今、学力が学校教育法30条で、知識を活用する力や、
学ぶ意欲も学力の要素として定義された。
だから、アクティブラーニングによって、
「学力が向上されているか」
「その数的な根拠は」という問いに対し、

「その『学力』には、主体的に学ぶ意欲などが含まれる。
であれば、そもそも、それを可視化しないことには
評価そのものが行えない。
根拠を示す以前に、可視化するために、
一方通行ではない授業を行うことが前提となる」

ということを話している。

実は、観点別評価やアクティブラーニングを
推進しているはずの教育行政の人からも、
「今後は『参加型授業』をやることによって、
センター試験の平均点が伸びるとか、
模試の偏差値の向上につながるような
結果を示すだけですね」
などと言われ、ショックを受けたことがある。

私は耳を疑い聞き直したところ、
「そういう数値的裏付けがないと、一般市民や
社会や議会への説明につながらない」
とのこと。

なるほど。

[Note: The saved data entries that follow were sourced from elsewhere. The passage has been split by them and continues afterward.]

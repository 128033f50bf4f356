//! Benchmarks for the CLT solver

use std::sync::Arc;

use criterion::{black_box, criterion_group, criterion_main, Criterion};
use rand::rngs::StdRng;
use rand::SeedableRng;

use clt_solver::prelude::*;

fn carbon() -> Arc<Material> {
    Arc::new(Material::carbon_epoxy())
}

fn twenty_ply_stack() -> Vec<f64> {
    let mut stack = Vec::new();
    for _ in 0..5 {
        stack.extend_from_slice(&[0.0, 45.0, -45.0, 90.0]);
    }
    stack
}

fn bench_laminate_assembly(c: &mut Criterion) {
    let material = carbon();
    let stack = twenty_ply_stack();

    c.bench_function("laminate_assembly_20_plies", |b| {
        b.iter(|| {
            Laminate::with_default_thickness(Arc::clone(&material), black_box(&stack), false)
                .unwrap()
        })
    });
}

fn bench_polar_sweep(c: &mut Criterion) {
    let laminate =
        Laminate::with_default_thickness(carbon(), &twenty_ply_stack(), false).unwrap();

    c.bench_function("polar_sweep_5_deg", |b| {
        b.iter(|| laminate.polar_stiffness(black_box(5.0)).unwrap())
    });
}

fn bench_failure_envelope(c: &mut Criterion) {
    let laminate =
        Laminate::with_default_thickness(carbon(), &twenty_ply_stack(), false).unwrap();
    let limits = StrengthLimits::new(1500e6, 1200e6, 50e6, 250e6, Some(70e6)).unwrap();

    c.bench_function("tsai_wu_envelope_72_points", |b| {
        b.iter(|| {
            FailureCriterion::TsaiWu.envelope(
                black_box(&laminate),
                &limits,
                DEFAULT_ENVELOPE_POINTS,
            )
        })
    });
}

fn bench_safety_factor(c: &mut Criterion) {
    let laminate =
        Laminate::with_default_thickness(carbon(), &twenty_ply_stack(), false).unwrap();
    let limits = StrengthLimits::new(1500e6, 1200e6, 50e6, 250e6, Some(70e6)).unwrap();
    let load = InPlaneLoad::new(100_000.0, 50_000.0, 10_000.0);

    c.bench_function("tsai_wu_safety_factor", |b| {
        b.iter(|| safety_factor(black_box(&laminate), &load, &limits))
    });
}

fn bench_genetic_search(c: &mut Criterion) {
    let limits = StrengthLimits::new(1500e6, 1200e6, 50e6, 250e6, Some(70e6)).unwrap();
    let constraints = DesignConstraints {
        strength: Some(StrengthConstraint {
            safety_factor: 1.5,
            limits,
        }),
        buckling: None,
    };
    let ga = GeneticAlgorithm::new(
        carbon(),
        InPlaneLoad::new(10_000.0, 0.0, 0.0),
        constraints,
    )
    .with_population_size(10)
    .with_generations(5);

    c.bench_function("genetic_search_small", |b| {
        b.iter(|| {
            let mut rng = StdRng::seed_from_u64(42);
            ga.optimize(&mut rng, 4, 8)
        })
    });
}

criterion_group!(
    benches,
    bench_laminate_assembly,
    bench_polar_sweep,
    bench_failure_envelope,
    bench_safety_factor,
    bench_genetic_search
);
criterion_main!(benches);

私は、そこが一つの核心なのだろうと思った。
つまり、だからこそ、現在の学習パラダイムへの
変化の必要性や「値打ち」を、
地域、生徒、保護者に伝えていくことが、
まず必要だということだ。

アクティブラーニングを、
学習定着率を高める授業メソッドと矮小化するのではなく、
高校から大学、社会に繋げていく、
授業パラダイムから学習パラダイムへの
変革であるということを全体が認識しなければならない、
そして、その改革を社会が総がかりで
行っていかなければならないというレベルの話なのである。

我々は、例えば20年後30年後の未来を担うべき
大人を作るために教育を行っているはずだ。
しかし、ではその未来はどのようなものなのか。

知識基盤社会、グローバル社会、高度接続型社会
などといえば聞こえはいいが、
一方で、人口減少超少子高齢化社会、
異常気象環境激変社会、
地域紛争戦争準備社会、
格差拡大株式会社化社会(全部今考えた造語)
という社会でもあろう。

それにもかかわらず、模試の偏差値や、
大学実績を評価基準とし続けていくことはどうなのだろう。

そもそも、授業とは、生徒に身につけさせたい力は何か、
というゴールから出発し、その展開を練り、
実施されるべきものである。

そして、評価とは、その身につけさせたい力が
どのような形で生徒の中に実現、構成されたのかを
可視化させることで、
その実現具合を推し量ることであり、
また、その結果から自身の授業改善に
フィードバックしていくことでもあると思う。

では、これまでその評価はどうように行われてきたか。

「生徒につけたい力とは何だったか(何を評価したか)」
「その力をどのように可視化したか」
「可視化された力をどのような方法で評価したか」
「誰が評価したか」
という流れで振り返って概観すると、それは

「模試の偏差値や進学実績につながるような知識・技能を」
「テストによって可視化し」
「ペーパーテストの得点と提出物によって」
「教師が」評価した、ということだろう。

アクティブラーニングは、
学力が、学校教育法30条で規定され、
単なる知識・技能ではないというところに立脚して、
そのような学力をつけるために、
逆向きに設計された授業から学習パラダイムへ
変革するための、授業法である。

更にいえば、先ほど述べたような、
グローバル社会、知識基盤社会、高度接続型社会、
共生社会、地域創生全員参加型社会、超少子化社会
などという、ドラスティックな社会の構造的変化の中で
生きるためのマインドセットを身につけた
人づくりという点に立脚して出現した理念でもある。

だから、それは、個人の授業の工夫という枠を超えて、
学校組織や社会が共通の理念を持って
総がかりで行われて初めて意味を成すものであると考える。

何度も言うが、そういう意味で、アクティブラーニングは、
授業手法であると同時に、
教育理念を内包しているものなのである。

我々は、そういう部分でのゴールイメージを持って、
授業づくりを行っていく必要がある。

それゆえ、私は、模試の偏差値の向上や、
国公立大学の合格実績などの数値を、
エビデンスにすることに違和感を覚えるのだ。

授業はすべからく、大学入試や模試の偏差値に
繋がるところの知識・技能という、
学力の3要素の一部にのみフォーカスをあてて
行われるべきものではない。

そして、学校は、工場で商品を製造するように、
知の注入とその訓練を行う機関ではない。

私たちは、アクティブラーニングの注入によって、
テストの得点が向上したという因果関係だけを
追いかけるような、行動主義的な教育観に
いつまでもとらわれてはならないことを、
今一度確認するべきではないだろうか。


まんだらポジティブ


 

コメント

下町先生

御意です。

そして学校教育の最後の最後の最後の大学課程で、忽然と
「社会人基礎力」(経産省)とか「学士力」(文科省)という名のもと、
先生が主張されている能力が仁王立ちのように学生たちの前に現れ、その習得が求められます。

その能力を是とし、
それが模試なりなんなりで測るべき学習課題でないなら、
ALと模試の点数の相関あるいは因果を説明する必要はないと考えます。
そして一方で、私はALは(模試の点数の向上を企図すれば)必ず模試の点数の向上につながると考えます。
アクティブラーニング入門の著者で、元高校の物理教員の小林昭文先生がなにか「実証」をお持ちかもしれません。